For non-detail work (like watching TV) it's not really an issue - one good eye is enough, and the other one sees enough outside the central field that a big enough screen is okay, and the commercial breaks every 10 minutes gives an automatic "time out". Computer work - not so good. Even with rest breaks, there's still too much eyestrain, and it's also harder/impossible to do anything meaningful when you can't "get in the zone" for a good chunk of uninterrupted time - not to mention that using larger fonts means less code visible, so a lot more hunting around to find anything. It's not like in the "bad old days" when 40 columns was overkill for asm listings.

I've tried other work-arounds, like replacing some numerical values with constants to make it easier to scan quickly, but it's simply not enough to make up for what's lost. Life's a b*tch, I guess.

Just writing this post is a PITE (pain in the eye), because, unlike writing a story or article, I'm composing it as I write, instead of thinking about it ahead of time and then just committing it to text as a separate, shorter step involving less computer time. So I'm going to have to find some way to make a living either (a) writing, (b) stand-up comic, or (c) politician ... oops, b and c are redundant :-)

Re:You're in trouble (1)

mcgrew (92797) | more than 2 years ago | (#39214665)

It sounds like you're in pretty good hands, and have had some tears lasered. (They should change the spelling of "tear" to "tare", when you're talking about eyes "tear" hinders communication)

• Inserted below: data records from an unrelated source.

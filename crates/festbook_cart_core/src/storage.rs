//! Durable key-value storage and the cart snapshot adapter on top of it.
//!
//! Backends (`MemoryStore`, `FileStore`, the browser's localStorage in the frontend)
//! only move strings around. `CartStore` owns the JSON shape and the fail-soft
//! policy: a corrupt or unreadable snapshot becomes an empty cart, and write
//! failures are logged and dropped.

use crate::error::{StorageError, StorageResult};
use crate::models::CartLineItem;
use crate::totals;
use std::cell::RefCell;
use std::collections::HashMap;
use std::io::ErrorKind;
use std::path::{Path, PathBuf};
use std::rc::Rc;
use tracing::{debug, warn};

/// Key the cart snapshot lives under.
pub const CART_STORAGE_KEY: &str = "cart";

/// Minimal durable string map, shaped after the browser's localStorage.
pub trait KeyValueStore {
    fn get(&self, key: &str) -> StorageResult<Option<String>>;
    fn set(&mut self, key: &str, value: &str) -> StorageResult<()>;
    fn remove(&mut self, key: &str) -> StorageResult<()>;
}

/// In-process store. Clones share the same map, so a clone can stand in for
/// "the same storage after a page reload".
#[derive(Clone, Debug, Default)]
pub struct MemoryStore {
    entries: Rc<RefCell<HashMap<String, String>>>,
}

impl MemoryStore {
    pub fn new() -> Self {
        Self::default()
    }
}

impl KeyValueStore for MemoryStore {
    fn get(&self, key: &str) -> StorageResult<Option<String>> {
        Ok(self.entries.borrow().get(key).cloned())
    }

    fn set(&mut self, key: &str, value: &str) -> StorageResult<()> {
        self.entries
            .borrow_mut()
            .insert(key.to_string(), value.to_string());
        Ok(())
    }

    fn remove(&mut self, key: &str) -> StorageResult<()> {
        self.entries.borrow_mut().remove(key);
        Ok(())
    }
}

/// One `<key>.json` file per key inside a directory. Used by the desktop build.
#[derive(Clone, Debug)]
pub struct FileStore {
    dir: PathBuf,
}

impl FileStore {
    /// Open (and create if needed) the storage directory.
    pub fn open(dir: impl AsRef<Path>) -> StorageResult<Self> {
        let dir = dir.as_ref().to_path_buf();
        std::fs::create_dir_all(&dir)?;
        debug!(dir = %dir.display(), "file store opened");
        Ok(Self { dir })
    }

    pub fn dir(&self) -> &Path {
        &self.dir
    }

    fn path_for(&self, key: &str) -> StorageResult<PathBuf> {
        if key.is_empty() || key.contains(['/', '\\']) || key.starts_with('.') {
            return Err(StorageError::Unavailable(format!("invalid storage key {:?}", key)));
        }
        Ok(self.dir.join(format!("{}.json", key)))
    }
}

impl KeyValueStore for FileStore {
    fn get(&self, key: &str) -> StorageResult<Option<String>> {
        match std::fs::read_to_string(self.path_for(key)?) {
            Ok(s) => Ok(Some(s)),
            Err(e) if e.kind() == ErrorKind::NotFound => Ok(None),
            Err(e) => Err(e.into()),
        }
    }

    fn set(&mut self, key: &str, value: &str) -> StorageResult<()> {
        std::fs::write(self.path_for(key)?, value)?;
        Ok(())
    }

    fn remove(&mut self, key: &str) -> StorageResult<()> {
        match std::fs::remove_file(self.path_for(key)?) {
            Ok(()) => Ok(()),
            Err(e) if e.kind() == ErrorKind::NotFound => Ok(()),
            Err(e) => Err(e.into()),
        }
    }
}

/// Reads and writes the whole line-item list as one JSON array.
#[derive(Debug)]
pub struct CartStore<S> {
    backend: S,
    key: String,
}

impl<S: KeyValueStore> CartStore<S> {
    pub fn new(backend: S) -> Self {
        Self::with_key(backend, CART_STORAGE_KEY)
    }

    pub fn with_key(backend: S, key: impl Into<String>) -> Self {
        Self {
            backend,
            key: key.into(),
        }
    }

    pub fn key(&self) -> &str {
        &self.key
    }

    /// Persisted items, or empty when nothing is stored or the snapshot is unusable.
    pub fn load(&self) -> Vec<CartLineItem> {
        let raw = match self.backend.get(&self.key) {
            Ok(Some(raw)) => raw,
            Ok(None) => return Vec::new(),
            Err(e) => {
                warn!(key = %self.key, error = %e, "failed to read cart snapshot, starting empty");
                return Vec::new();
            }
        };
        match serde_json::from_str::<Vec<CartLineItem>>(&raw) {
            Ok(items) => totals::normalize(items),
            Err(e) => {
                warn!(key = %self.key, error = %e, "failed to parse cart snapshot, starting empty");
                Vec::new()
            }
        }
    }

    /// Overwrite the snapshot with `items`. Best effort.
    pub fn save(&mut self, items: &[CartLineItem]) {
        if let Err(e) = self.try_save(items) {
            warn!(key = %self.key, error = %e, "failed to persist cart");
        }
    }

    /// Drop the persisted snapshot. Best effort.
    pub fn clear(&mut self) {
        if let Err(e) = self.backend.remove(&self.key) {
            warn!(key = %self.key, error = %e, "failed to clear persisted cart");
        }
    }

    fn try_save(&mut self, items: &[CartLineItem]) -> StorageResult<()> {
        let json = serde_json::to_string(items)?;
        self.backend.set(&self.key, &json)
    }
}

lens thingee stuck to the eyeball

If it looks like an ink pen, maybe with a wire going to a small box, that's the instrument they determine ocular pressure with.

Re:You're in trouble (1)

tomhudson (43916) | more than 2 years ago | (#39215845)

No - they use a wireless pen with a pressure sensor probe to determine intra-ocular pressure. This is different.

The lens on the eyeball is a contact lens, along with a cap so that it keeps the eye fully open, and it presses up against the receiver in the slit lamp. This way they get a really magnified, detailed view of the retina - it's pretty much the same setup as when they want to laser the retina, lubricating goop and all, just not as long or occasionally painful, and with a different lens and holder to accommodate the .laser beam.

Kind of gross, but you get used to anything after a few dozen times, I guess.